Data for this exercise
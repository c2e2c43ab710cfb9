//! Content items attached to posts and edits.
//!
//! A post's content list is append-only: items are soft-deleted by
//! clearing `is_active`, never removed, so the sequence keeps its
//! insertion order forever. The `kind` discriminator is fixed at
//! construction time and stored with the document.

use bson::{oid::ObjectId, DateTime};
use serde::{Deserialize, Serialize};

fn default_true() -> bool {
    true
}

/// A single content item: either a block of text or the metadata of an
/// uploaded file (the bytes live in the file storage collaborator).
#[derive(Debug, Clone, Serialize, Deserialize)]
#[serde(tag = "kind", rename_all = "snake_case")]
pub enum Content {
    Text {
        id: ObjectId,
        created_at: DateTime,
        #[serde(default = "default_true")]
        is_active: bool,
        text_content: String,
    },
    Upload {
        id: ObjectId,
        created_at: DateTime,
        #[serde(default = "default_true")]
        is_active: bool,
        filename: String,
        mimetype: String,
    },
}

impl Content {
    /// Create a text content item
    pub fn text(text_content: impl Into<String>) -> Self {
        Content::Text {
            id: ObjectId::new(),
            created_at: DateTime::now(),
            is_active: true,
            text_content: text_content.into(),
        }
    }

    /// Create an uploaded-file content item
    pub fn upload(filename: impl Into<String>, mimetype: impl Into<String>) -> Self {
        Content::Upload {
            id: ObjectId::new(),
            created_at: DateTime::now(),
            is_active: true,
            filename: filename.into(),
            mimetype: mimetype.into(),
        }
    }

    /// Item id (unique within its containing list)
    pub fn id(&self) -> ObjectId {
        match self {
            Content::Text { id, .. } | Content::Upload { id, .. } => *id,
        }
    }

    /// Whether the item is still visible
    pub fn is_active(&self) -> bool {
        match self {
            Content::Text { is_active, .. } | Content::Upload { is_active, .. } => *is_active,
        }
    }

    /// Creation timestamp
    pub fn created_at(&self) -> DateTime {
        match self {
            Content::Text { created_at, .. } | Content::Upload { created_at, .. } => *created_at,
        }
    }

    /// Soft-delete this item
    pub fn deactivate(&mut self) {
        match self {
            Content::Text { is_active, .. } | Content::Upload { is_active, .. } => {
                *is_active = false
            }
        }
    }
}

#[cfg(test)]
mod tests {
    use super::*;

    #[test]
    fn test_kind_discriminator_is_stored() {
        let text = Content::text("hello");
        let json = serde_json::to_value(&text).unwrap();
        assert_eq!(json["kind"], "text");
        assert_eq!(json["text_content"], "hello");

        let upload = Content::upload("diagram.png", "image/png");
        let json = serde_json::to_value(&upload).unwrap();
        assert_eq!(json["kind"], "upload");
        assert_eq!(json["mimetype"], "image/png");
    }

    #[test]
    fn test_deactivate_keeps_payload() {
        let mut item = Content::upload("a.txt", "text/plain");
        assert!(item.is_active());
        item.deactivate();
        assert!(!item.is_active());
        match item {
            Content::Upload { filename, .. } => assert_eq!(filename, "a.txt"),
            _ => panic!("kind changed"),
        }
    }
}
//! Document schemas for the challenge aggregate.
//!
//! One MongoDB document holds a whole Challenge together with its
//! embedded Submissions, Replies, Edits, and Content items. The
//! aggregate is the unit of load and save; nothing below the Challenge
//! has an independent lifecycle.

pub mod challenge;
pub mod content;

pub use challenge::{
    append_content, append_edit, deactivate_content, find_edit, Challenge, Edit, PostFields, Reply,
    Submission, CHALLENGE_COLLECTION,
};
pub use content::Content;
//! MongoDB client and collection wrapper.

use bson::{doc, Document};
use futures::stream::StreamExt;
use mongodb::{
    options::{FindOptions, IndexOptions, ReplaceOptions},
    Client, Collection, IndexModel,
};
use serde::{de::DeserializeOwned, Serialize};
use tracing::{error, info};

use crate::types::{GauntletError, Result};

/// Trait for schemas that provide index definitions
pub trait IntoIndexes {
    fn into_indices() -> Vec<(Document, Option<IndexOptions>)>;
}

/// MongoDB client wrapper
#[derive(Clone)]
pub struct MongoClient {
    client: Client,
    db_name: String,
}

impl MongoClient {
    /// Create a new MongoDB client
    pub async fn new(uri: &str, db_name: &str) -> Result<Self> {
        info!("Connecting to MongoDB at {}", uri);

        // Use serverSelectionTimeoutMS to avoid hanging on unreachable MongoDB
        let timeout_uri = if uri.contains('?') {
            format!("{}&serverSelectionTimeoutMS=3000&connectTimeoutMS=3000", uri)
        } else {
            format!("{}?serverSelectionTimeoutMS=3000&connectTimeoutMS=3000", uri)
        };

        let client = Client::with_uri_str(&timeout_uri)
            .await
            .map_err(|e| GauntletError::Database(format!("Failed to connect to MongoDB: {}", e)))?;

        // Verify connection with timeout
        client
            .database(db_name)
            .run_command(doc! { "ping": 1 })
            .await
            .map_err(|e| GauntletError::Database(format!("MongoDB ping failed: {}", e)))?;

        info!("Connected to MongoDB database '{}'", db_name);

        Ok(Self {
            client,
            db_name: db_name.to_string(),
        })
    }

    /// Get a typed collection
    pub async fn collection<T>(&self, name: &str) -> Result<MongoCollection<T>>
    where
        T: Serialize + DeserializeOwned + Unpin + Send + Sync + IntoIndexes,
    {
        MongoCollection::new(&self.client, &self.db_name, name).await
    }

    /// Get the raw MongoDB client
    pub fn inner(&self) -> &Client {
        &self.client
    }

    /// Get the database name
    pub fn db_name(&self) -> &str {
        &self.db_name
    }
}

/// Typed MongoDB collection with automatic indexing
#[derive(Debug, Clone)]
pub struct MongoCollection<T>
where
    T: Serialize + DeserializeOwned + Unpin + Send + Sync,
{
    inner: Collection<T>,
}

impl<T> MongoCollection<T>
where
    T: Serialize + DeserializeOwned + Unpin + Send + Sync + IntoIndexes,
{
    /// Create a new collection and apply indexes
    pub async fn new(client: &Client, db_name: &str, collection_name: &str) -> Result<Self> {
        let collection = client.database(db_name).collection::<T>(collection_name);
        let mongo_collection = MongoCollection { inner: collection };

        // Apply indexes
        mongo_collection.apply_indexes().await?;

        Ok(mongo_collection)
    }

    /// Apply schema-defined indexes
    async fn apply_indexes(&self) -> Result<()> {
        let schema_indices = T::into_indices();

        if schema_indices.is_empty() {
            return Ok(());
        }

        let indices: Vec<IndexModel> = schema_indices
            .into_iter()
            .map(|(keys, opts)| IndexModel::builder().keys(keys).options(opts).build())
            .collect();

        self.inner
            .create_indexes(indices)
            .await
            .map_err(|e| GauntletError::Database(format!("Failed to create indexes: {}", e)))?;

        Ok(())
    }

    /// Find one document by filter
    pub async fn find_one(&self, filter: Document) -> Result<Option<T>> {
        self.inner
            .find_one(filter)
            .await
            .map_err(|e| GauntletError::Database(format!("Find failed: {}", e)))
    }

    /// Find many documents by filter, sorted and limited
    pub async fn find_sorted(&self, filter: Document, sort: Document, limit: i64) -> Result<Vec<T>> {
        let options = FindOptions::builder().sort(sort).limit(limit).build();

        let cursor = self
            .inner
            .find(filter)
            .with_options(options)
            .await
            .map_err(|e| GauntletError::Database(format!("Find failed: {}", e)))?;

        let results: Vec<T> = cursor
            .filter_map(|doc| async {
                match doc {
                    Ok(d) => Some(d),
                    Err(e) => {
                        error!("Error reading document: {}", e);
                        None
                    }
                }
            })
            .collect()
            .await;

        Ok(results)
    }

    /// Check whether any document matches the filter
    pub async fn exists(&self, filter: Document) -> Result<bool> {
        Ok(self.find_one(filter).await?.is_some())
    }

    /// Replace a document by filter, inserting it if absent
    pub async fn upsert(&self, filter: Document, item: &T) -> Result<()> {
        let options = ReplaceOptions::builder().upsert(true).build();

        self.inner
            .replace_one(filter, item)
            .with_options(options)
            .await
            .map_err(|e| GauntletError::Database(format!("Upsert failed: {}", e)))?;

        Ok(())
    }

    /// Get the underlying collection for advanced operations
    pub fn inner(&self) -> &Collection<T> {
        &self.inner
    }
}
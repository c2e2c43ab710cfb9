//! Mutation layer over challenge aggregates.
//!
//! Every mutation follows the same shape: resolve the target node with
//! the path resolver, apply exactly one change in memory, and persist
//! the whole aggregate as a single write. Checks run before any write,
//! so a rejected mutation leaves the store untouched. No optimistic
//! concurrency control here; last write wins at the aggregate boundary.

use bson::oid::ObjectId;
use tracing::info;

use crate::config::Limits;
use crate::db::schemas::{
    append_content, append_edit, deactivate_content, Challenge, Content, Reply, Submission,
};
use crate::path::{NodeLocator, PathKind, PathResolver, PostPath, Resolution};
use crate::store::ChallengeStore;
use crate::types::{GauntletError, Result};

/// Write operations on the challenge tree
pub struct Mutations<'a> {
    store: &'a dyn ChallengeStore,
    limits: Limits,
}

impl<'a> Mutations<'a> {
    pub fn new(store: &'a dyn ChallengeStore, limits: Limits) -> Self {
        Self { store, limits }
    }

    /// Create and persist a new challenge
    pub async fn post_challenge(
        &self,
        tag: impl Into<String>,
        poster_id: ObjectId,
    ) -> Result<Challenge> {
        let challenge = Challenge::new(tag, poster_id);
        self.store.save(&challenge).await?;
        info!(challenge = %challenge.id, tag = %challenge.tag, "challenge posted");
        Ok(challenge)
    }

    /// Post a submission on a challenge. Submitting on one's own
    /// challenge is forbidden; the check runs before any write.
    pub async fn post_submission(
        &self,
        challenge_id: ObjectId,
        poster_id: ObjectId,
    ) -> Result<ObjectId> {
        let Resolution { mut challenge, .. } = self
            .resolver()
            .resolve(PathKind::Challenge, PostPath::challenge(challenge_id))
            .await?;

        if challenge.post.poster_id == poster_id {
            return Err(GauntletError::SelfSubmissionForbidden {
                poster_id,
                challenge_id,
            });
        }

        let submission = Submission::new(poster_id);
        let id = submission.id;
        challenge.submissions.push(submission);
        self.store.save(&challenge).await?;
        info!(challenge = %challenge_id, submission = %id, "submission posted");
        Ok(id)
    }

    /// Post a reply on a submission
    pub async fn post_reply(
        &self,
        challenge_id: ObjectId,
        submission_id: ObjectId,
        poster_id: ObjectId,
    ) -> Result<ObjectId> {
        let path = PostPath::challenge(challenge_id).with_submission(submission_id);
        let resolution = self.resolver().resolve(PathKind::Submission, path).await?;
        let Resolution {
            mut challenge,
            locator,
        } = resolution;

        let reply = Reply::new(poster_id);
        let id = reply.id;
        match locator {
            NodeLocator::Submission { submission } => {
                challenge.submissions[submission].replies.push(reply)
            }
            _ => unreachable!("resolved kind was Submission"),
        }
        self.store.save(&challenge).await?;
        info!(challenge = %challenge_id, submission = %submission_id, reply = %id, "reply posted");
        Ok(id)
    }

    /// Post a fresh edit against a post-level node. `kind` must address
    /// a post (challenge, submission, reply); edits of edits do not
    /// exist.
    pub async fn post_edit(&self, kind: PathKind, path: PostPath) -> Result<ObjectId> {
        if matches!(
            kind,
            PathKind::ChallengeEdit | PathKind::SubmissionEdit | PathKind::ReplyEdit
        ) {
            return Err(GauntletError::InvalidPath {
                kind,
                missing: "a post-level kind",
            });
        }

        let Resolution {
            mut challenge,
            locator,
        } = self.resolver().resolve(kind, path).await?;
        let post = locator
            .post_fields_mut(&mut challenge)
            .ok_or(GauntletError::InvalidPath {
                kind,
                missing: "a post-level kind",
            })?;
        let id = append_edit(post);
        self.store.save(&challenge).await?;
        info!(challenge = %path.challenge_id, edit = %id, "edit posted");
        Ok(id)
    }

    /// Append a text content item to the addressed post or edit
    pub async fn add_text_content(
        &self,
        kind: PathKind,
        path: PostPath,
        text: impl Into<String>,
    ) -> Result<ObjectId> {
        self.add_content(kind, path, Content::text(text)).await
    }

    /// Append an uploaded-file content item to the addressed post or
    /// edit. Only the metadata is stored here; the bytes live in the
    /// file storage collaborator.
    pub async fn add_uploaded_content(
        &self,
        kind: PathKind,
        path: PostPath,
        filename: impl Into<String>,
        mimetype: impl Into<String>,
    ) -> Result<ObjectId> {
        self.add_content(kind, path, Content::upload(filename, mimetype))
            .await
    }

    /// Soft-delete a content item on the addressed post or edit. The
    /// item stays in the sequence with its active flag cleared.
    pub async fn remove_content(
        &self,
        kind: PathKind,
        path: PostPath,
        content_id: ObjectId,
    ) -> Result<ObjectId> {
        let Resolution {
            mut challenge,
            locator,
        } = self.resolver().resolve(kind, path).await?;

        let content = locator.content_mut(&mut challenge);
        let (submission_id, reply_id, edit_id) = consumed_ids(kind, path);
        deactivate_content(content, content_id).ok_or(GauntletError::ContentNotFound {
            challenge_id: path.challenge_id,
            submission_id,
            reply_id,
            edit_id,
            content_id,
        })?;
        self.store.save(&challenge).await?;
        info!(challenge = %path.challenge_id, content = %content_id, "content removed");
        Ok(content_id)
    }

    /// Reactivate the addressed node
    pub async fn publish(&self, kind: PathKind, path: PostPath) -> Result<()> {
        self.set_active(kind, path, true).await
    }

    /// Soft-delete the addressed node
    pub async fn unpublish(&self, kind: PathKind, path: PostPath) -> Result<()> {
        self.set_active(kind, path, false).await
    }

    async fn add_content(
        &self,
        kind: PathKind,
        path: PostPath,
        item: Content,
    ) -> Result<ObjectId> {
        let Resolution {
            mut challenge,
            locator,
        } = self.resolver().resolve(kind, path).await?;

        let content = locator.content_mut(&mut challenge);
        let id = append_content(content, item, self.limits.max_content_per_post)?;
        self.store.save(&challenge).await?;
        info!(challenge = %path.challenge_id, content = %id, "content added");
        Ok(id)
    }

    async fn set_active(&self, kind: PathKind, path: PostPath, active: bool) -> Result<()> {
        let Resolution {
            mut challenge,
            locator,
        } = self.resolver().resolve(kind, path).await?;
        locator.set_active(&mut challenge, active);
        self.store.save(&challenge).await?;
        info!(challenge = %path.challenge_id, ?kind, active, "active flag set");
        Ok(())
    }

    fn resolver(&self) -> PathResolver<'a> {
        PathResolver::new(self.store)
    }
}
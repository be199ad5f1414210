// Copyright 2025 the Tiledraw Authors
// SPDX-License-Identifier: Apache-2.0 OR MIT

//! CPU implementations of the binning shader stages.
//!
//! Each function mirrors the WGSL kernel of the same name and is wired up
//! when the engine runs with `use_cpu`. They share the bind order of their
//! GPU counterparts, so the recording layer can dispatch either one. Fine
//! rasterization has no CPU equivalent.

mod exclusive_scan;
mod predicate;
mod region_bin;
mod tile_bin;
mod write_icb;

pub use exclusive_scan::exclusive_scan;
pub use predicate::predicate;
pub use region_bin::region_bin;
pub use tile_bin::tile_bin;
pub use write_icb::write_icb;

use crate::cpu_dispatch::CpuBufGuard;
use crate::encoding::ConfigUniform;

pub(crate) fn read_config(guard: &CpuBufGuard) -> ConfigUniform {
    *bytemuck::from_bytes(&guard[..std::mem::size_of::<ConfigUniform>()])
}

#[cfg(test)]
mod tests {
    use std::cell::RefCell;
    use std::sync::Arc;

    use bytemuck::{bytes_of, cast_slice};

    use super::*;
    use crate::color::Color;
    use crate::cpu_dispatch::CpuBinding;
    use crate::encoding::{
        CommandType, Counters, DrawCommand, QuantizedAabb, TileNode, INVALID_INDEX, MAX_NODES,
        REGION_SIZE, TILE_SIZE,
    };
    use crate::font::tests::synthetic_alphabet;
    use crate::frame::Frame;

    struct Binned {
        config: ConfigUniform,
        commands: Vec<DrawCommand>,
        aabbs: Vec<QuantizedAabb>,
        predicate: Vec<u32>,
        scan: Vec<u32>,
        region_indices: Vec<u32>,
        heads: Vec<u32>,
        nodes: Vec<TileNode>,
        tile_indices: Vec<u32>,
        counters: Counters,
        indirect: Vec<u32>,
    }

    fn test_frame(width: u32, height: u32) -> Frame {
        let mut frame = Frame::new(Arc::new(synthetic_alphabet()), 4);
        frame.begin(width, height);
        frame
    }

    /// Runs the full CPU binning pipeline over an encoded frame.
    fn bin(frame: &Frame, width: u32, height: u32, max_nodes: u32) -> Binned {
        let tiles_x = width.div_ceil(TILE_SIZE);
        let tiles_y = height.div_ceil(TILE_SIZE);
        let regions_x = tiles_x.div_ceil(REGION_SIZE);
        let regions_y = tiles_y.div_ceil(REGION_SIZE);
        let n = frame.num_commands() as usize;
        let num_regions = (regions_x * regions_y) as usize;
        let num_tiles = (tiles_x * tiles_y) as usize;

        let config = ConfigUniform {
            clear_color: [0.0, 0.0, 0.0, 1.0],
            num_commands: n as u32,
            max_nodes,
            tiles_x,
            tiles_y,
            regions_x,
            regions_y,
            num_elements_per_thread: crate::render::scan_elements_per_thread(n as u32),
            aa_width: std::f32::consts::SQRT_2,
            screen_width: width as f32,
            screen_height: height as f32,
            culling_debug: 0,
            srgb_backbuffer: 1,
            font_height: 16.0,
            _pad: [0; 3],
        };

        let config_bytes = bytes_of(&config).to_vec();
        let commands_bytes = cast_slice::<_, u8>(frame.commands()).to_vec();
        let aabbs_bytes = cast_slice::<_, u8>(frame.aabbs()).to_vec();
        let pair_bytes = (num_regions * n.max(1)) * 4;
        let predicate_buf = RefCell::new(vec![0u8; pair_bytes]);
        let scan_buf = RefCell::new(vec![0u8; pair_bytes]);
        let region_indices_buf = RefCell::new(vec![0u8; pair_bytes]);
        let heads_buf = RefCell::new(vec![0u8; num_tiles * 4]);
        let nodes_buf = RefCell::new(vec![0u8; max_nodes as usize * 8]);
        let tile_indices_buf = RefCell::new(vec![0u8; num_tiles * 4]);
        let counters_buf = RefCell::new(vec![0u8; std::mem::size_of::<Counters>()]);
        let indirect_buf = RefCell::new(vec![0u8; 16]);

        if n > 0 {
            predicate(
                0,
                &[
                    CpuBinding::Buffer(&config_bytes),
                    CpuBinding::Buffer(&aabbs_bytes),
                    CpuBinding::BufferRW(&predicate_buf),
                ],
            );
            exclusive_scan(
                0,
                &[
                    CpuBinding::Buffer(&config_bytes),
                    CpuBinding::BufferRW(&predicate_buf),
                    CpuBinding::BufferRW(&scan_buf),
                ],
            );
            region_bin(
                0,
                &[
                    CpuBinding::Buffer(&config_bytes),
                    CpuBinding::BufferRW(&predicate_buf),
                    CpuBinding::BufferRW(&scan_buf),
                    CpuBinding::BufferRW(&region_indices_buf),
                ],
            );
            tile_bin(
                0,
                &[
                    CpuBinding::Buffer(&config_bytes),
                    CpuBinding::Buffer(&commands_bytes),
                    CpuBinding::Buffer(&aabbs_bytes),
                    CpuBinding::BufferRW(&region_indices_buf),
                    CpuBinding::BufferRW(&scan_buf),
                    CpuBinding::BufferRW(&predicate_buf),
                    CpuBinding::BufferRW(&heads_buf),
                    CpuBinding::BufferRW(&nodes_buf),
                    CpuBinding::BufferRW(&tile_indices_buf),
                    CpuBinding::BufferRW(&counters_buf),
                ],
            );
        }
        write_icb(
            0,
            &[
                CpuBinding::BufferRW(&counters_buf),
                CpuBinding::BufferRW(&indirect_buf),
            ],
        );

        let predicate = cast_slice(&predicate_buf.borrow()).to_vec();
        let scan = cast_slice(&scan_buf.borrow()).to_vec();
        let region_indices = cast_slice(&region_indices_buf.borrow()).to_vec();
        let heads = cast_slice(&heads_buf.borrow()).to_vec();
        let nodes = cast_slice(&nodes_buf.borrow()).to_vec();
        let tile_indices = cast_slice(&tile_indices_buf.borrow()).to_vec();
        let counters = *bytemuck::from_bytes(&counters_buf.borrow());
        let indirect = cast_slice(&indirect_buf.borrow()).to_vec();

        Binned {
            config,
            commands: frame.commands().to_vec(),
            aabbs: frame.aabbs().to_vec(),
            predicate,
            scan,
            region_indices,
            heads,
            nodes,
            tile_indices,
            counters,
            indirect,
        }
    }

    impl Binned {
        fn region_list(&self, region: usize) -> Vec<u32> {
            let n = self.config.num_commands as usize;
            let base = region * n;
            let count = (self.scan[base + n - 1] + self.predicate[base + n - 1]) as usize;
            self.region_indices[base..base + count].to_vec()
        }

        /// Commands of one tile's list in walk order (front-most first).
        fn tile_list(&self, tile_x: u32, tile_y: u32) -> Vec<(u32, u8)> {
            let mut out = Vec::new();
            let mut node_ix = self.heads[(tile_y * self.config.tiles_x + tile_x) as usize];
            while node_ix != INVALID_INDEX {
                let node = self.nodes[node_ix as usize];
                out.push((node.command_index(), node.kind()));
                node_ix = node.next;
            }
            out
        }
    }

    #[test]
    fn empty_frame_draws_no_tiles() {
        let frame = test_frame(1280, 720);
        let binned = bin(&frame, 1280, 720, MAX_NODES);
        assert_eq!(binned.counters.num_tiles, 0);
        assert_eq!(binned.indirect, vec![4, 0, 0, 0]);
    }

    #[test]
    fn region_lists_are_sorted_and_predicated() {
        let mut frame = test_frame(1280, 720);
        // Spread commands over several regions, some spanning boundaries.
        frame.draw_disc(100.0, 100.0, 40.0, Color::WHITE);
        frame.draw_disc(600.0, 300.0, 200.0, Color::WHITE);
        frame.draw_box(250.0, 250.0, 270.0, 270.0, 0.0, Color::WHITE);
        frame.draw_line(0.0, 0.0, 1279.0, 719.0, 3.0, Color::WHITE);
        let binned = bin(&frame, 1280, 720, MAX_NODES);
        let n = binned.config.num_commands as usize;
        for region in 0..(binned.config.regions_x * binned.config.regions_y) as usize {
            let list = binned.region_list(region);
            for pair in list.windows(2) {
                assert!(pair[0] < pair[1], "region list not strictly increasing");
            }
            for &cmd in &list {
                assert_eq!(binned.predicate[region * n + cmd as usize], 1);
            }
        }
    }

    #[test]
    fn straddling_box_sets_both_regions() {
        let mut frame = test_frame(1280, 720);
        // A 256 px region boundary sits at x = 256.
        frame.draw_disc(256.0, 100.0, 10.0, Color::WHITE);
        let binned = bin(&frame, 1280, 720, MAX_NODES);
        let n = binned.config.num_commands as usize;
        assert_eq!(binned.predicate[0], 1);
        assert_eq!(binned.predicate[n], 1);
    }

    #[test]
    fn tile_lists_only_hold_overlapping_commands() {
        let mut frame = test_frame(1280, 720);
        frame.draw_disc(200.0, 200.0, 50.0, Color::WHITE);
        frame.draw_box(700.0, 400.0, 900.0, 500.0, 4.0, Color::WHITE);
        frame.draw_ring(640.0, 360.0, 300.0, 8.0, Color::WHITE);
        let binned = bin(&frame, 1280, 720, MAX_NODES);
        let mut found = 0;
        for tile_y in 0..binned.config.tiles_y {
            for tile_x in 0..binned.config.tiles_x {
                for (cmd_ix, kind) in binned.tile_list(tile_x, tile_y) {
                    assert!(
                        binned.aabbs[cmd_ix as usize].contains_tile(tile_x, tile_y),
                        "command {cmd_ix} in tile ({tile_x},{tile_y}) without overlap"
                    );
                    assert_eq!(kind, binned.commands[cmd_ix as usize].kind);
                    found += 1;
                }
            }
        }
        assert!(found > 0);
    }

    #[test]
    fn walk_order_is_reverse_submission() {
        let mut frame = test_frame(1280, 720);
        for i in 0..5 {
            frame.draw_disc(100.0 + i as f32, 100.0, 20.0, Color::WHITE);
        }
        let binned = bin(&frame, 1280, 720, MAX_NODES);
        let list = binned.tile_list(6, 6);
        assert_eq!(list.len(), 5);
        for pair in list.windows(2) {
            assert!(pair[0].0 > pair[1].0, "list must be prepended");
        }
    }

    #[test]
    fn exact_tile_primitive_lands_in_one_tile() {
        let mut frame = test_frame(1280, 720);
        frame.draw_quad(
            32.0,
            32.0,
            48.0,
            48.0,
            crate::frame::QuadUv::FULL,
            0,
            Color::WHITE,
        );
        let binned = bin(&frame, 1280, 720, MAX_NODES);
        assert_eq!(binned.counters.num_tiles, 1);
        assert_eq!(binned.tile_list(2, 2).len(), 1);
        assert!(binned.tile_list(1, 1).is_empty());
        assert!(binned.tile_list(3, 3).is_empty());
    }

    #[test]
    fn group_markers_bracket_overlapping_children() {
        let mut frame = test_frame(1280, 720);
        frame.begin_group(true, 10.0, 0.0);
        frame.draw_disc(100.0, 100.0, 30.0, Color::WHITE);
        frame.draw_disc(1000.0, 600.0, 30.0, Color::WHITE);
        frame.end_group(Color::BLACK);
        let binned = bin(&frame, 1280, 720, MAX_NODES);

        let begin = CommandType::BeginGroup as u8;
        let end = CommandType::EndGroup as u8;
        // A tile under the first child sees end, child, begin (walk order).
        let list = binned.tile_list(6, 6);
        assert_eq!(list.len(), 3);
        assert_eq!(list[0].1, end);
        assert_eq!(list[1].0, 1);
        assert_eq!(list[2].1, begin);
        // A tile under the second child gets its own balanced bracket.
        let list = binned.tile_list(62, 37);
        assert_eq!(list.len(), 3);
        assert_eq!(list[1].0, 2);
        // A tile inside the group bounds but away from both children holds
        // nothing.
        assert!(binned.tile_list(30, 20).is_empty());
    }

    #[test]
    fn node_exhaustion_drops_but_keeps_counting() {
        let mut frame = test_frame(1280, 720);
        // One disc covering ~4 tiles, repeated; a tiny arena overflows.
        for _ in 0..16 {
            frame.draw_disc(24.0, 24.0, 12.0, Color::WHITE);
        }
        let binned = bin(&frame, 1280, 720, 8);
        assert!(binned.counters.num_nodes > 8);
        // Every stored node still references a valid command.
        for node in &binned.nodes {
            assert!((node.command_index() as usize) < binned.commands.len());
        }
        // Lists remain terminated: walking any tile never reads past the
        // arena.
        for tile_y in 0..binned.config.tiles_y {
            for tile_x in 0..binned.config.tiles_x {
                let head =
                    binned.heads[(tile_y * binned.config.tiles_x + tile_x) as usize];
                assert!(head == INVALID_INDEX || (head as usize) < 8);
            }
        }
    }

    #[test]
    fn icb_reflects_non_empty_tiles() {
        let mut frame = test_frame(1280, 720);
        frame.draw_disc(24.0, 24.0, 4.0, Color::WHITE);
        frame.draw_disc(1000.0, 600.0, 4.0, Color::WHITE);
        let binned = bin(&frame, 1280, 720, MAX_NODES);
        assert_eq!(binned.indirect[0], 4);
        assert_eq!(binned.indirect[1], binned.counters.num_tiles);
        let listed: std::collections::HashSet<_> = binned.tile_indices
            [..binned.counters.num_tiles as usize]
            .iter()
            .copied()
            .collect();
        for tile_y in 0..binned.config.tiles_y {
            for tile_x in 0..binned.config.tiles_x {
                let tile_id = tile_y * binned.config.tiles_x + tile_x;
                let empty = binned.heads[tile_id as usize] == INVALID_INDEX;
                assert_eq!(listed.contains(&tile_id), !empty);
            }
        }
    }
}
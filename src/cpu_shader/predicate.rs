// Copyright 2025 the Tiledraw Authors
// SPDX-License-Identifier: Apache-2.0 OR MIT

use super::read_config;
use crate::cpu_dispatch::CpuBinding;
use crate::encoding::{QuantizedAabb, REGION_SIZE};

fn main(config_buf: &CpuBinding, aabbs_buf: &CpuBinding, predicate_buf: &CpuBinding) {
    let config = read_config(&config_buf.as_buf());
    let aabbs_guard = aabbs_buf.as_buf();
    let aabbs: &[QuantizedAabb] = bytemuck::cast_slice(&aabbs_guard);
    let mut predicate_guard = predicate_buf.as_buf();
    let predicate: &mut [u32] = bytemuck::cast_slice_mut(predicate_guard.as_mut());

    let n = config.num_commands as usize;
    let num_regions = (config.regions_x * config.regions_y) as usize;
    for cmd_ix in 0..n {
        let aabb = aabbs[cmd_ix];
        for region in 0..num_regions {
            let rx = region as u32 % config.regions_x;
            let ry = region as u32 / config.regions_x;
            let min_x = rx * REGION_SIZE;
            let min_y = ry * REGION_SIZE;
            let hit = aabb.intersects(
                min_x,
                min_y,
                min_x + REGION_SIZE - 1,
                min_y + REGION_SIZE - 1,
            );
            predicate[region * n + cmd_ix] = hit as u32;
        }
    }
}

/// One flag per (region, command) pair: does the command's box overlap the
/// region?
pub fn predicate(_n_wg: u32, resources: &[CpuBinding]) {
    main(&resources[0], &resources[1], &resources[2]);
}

Work instruction
Using the listing above, work out the number of lines that include "never". The reply is that number alone.

Finished exercise
2